The stories that take place in Orson’s Folly (so far, Lifeline Echoes and Elusive Echoes), take the whole town to tell. While the primary focus in both stories is on the hero and heroine, like most people, they aren’t living in a bubble. They have interactions and these interactions push the story along. Main characters need to be made real. You may start with an idea, cut it into a paper doll, dress it, add layers until you have a plastic cutout, and then finally add the polish that makes the character alive. But it’s not enough to make real-life main characters. You have to make your secondary characters just as alive and just as believable—just as loveable and just as unlikeable.

So, I populated Orson’s Folly with some typical small town folks. But just putting these folks in place was the same thing as putting cardboard cutouts in Yankee Stadium instead of hiring extras for a baseball movie. They’re present but they do little to move the story along. Add a few “real” people into that crowd of cardboard and a soundtrack of stadium noise, and you get some motion in the stands to disguise the cutouts.
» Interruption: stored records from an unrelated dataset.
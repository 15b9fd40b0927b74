//! Property-based tests for the server directory

use conn_core::{DEFAULT_SSH_PORT, ServerDirectory};
use proptest::prelude::*;

// ========== Strategies ==========

/// Strategy for server names as they appear as YAML keys. The leading `s`
/// keeps keys clear of YAML keywords such as `null` or `no`.
fn arb_name() -> impl Strategy<Value = String> {
    "s[a-z0-9_-]{0,15}"
}

/// Strategy for addresses: dotted quads or host names
fn arb_address() -> impl Strategy<Value = String> {
    prop_oneof![
        (any::<u8>(), any::<u8>(), any::<u8>(), any::<u8>())
            .prop_map(|(a, b, c, d)| format!("{a}.{b}.{c}.{d}")),
        "[a-z]{1,10}\\.internal",
    ]
}

/// Strategy for login names
fn arb_user() -> impl Strategy<Value = String> {
    "[a-z][a-z0-9]{0,11}"
}

fn render(entries: &[(String, String, String, Option<u16>)]) -> String {
    let mut yaml = String::new();
    for (name, address, user, port) in entries {
        yaml.push_str(&format!("{name}:\n  ip: \"{address}\"\n  user: \"{user}\"\n"));
        if let Some(port) = port {
            yaml.push_str(&format!("  port: {port}\n"));
        }
    }
    yaml
}

proptest! {
    #![proptest_config(ProptestConfig::with_cases(100))]

    /// Every parsed entry keeps its address and user, and an absent or zero
    /// port resolves to 22
    #[test]
    fn parsed_entries_keep_their_values(
        entries in prop::collection::btree_map(
            arb_name(),
            (arb_address(), arb_user(), prop::option::of(any::<u16>())),
            0..8,
        )
    ) {
        let flat: Vec<_> = entries
            .iter()
            .map(|(name, (address, user, port))| (name.clone(), address.clone(), user.clone(), *port))
            .collect();

        let directory = ServerDirectory::from_yaml(&render(&flat)).unwrap();
        prop_assert_eq!(directory.len(), flat.len());

        for (name, address, user, port) in &flat {
            let entry = directory.get(name).unwrap();
            prop_assert_eq!(entry.address(), address.as_str());
            prop_assert_eq!(entry.username(), user.as_str());
            let expected = match port {
                Some(0) | None => DEFAULT_SSH_PORT,
                Some(port) => *port,
            };
            prop_assert_eq!(entry.port(), expected);
        }
    }

    /// Names are listed in lexicographic order regardless of file order
    #[test]
    fn names_are_sorted(
        names in prop::collection::hash_set(arb_name(), 0..12)
    ) {
        let flat: Vec<_> = names
            .iter()
            .map(|name| (name.clone(), "10.0.0.1".to_string(), "root".to_string(), None))
            .collect();

        let directory = ServerDirectory::from_yaml(&render(&flat)).unwrap();
        let listed: Vec<&str> = directory.names().collect();

        let mut expected: Vec<&str> = names.iter().map(String::as_str).collect();
        expected.sort_unstable();
        prop_assert_eq!(listed, expected);
    }

    /// Lookup of a name not in the directory always misses
    #[test]
    fn unknown_names_miss(
        names in prop::collection::hash_set(arb_name(), 1..6),
        probe in "[A-Z]{1,8}"
    ) {
        let flat: Vec<_> = names
            .iter()
            .map(|name| (name.clone(), "10.0.0.1".to_string(), "root".to_string(), Some(22)))
            .collect();

        let directory = ServerDirectory::from_yaml(&render(&flat)).unwrap();
        prop_assert!(directory.get(&probe).is_none());
    }
}
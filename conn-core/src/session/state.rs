//! Session lifecycle states.

use std::fmt;

/// Lifecycle of one `connect` invocation.
///
/// `Idle → Resolved → Authenticated → ChannelOpen → RawMode → PtyRequested →
/// ShellRunning → {Closed | Failed}`
#[derive(Debug, Clone, Copy, PartialEq, Eq, Default)]
pub enum SessionState {
    /// Nothing started
    #[default]
    Idle,
    /// Server name found in the directory
    Resolved,
    /// Transport open and authenticated
    Authenticated,
    /// Session channel open
    ChannelOpen,
    /// Local terminal in raw mode
    RawMode,
    /// Remote pseudo-terminal granted
    PtyRequested,
    /// Remote shell started, streams relayed
    ShellRunning,
    /// Shell exited and everything was released
    Closed,
    /// A step failed and everything acquired so far was released
    Failed,
}

impl SessionState {
    /// Returns true for `Closed` and `Failed`
    pub const fn is_terminal(self) -> bool {
        matches!(self, Self::Closed | Self::Failed)
    }

    /// Returns true if `next` is the forward step from `self`, or a move to
    /// `Failed` from a non-terminal state
    pub const fn can_advance_to(self, next: Self) -> bool {
        matches!(
            (self, next),
            (Self::Idle, Self::Resolved)
                | (Self::Resolved, Self::Authenticated)
                | (Self::Authenticated, Self::ChannelOpen)
                | (Self::ChannelOpen, Self::RawMode)
                | (Self::RawMode, Self::PtyRequested)
                | (Self::PtyRequested, Self::ShellRunning)
                | (Self::ShellRunning, Self::Closed)
        ) || (matches!(next, Self::Failed) && !self.is_terminal())
    }

    /// Short lowercase name for logs
    pub const fn as_str(self) -> &'static str {
        match self {
            Self::Idle => "idle",
            Self::Resolved => "resolved",
            Self::Authenticated => "authenticated",
            Self::ChannelOpen => "channel_open",
            Self::RawMode => "raw_mode",
            Self::PtyRequested => "pty_requested",
            Self::ShellRunning => "shell_running",
            Self::Closed => "closed",
            Self::Failed => "failed",
        }
    }
}

impl fmt::Display for SessionState {
    fn fmt(&self, f: &mut fmt::Formatter<'_>) -> fmt::Result {
        f.write_str(self.as_str())
    }
}
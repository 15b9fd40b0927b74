//! Logging setup shared by all commands.

use std::path::Path;

use conn_core::tracing::{TracingConfig, TracingLevel, TracingOutput};

/// Environment variable holding a log level or a full filter directive
pub const LOG_ENV: &str = "CONN_LOG";

/// Builds the tracing configuration from the global flags.
///
/// `env` is the value of [`LOG_ENV`]: a bare level replaces the `-v` level,
/// anything else is used as a filter directive.
pub fn tracing_config(
    verbose: u8,
    quiet: bool,
    log_file: Option<&Path>,
    env: Option<&str>,
) -> TracingConfig {
    let level = if quiet {
        TracingLevel::Error
    } else {
        TracingLevel::from_verbosity(verbose)
    };
    let mut config = TracingConfig::new().with_level(level);

    if let Some(path) = log_file {
        config = config.with_output(TracingOutput::File {
            path: path.to_path_buf(),
        });
    }

    match env.map(str::trim).filter(|value| !value.is_empty()) {
        Some(value) => match value.parse::<TracingLevel>() {
            Ok(level) => config.with_level(level),
            Err(()) => config.with_filter(value),
        },
        None => config,
    }
}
Add a section of people seen in close-up talking, eating hotdogs, cheering when the hero hits a home run, and interacting with the hero in the form of perhaps getting an autograph, and you have a realistic backdrop to a scene that advances the story.

When Ryan returned to Orson’s Folly after being gone for over a decade and a half, the sheriff told him half the people thought he’d leave again and 49% were afraid he wouldn’t—and the sheriff was the 1% who would wait and see what happened. Bingo. My town’s residents now had relationships to my hero. Some liked him, some didn’t. Some figured he’d bail again, some hoped he would. From then on, every interaction shown between Ryan and the town “extras,” showed which side the extra was on, and gave an idea of Ryan’s place in the town. He may have returned, but he’d have to earn his standing again.

The key to building the layers of all the characters is to consider their relationships to one another. Parent/child, romantic interest, siblings, best friends before or now, competing athletes, casual acquaintances, former lovers, aggressor/victim, rivals, boss/employee, customer/clerk, caregiver/care receiver, law enforcement/criminal – these just to name the tip of the iceberg. Once I decided on the specific scenes my story was going to show, I populated the scenes with characters. For instance, when my heroine stopped for gas, I built layers on the cardboard cutouts of gas station attendant and other customers and had my heroine run into two gossiping townsfolk who stopped talking when she rounded a corner to find them there, giving the heroine a sort of edgy feeling and the knowledge that something was going on but it wasn’t for her ears., emphasizing that she was still an outsider in the town.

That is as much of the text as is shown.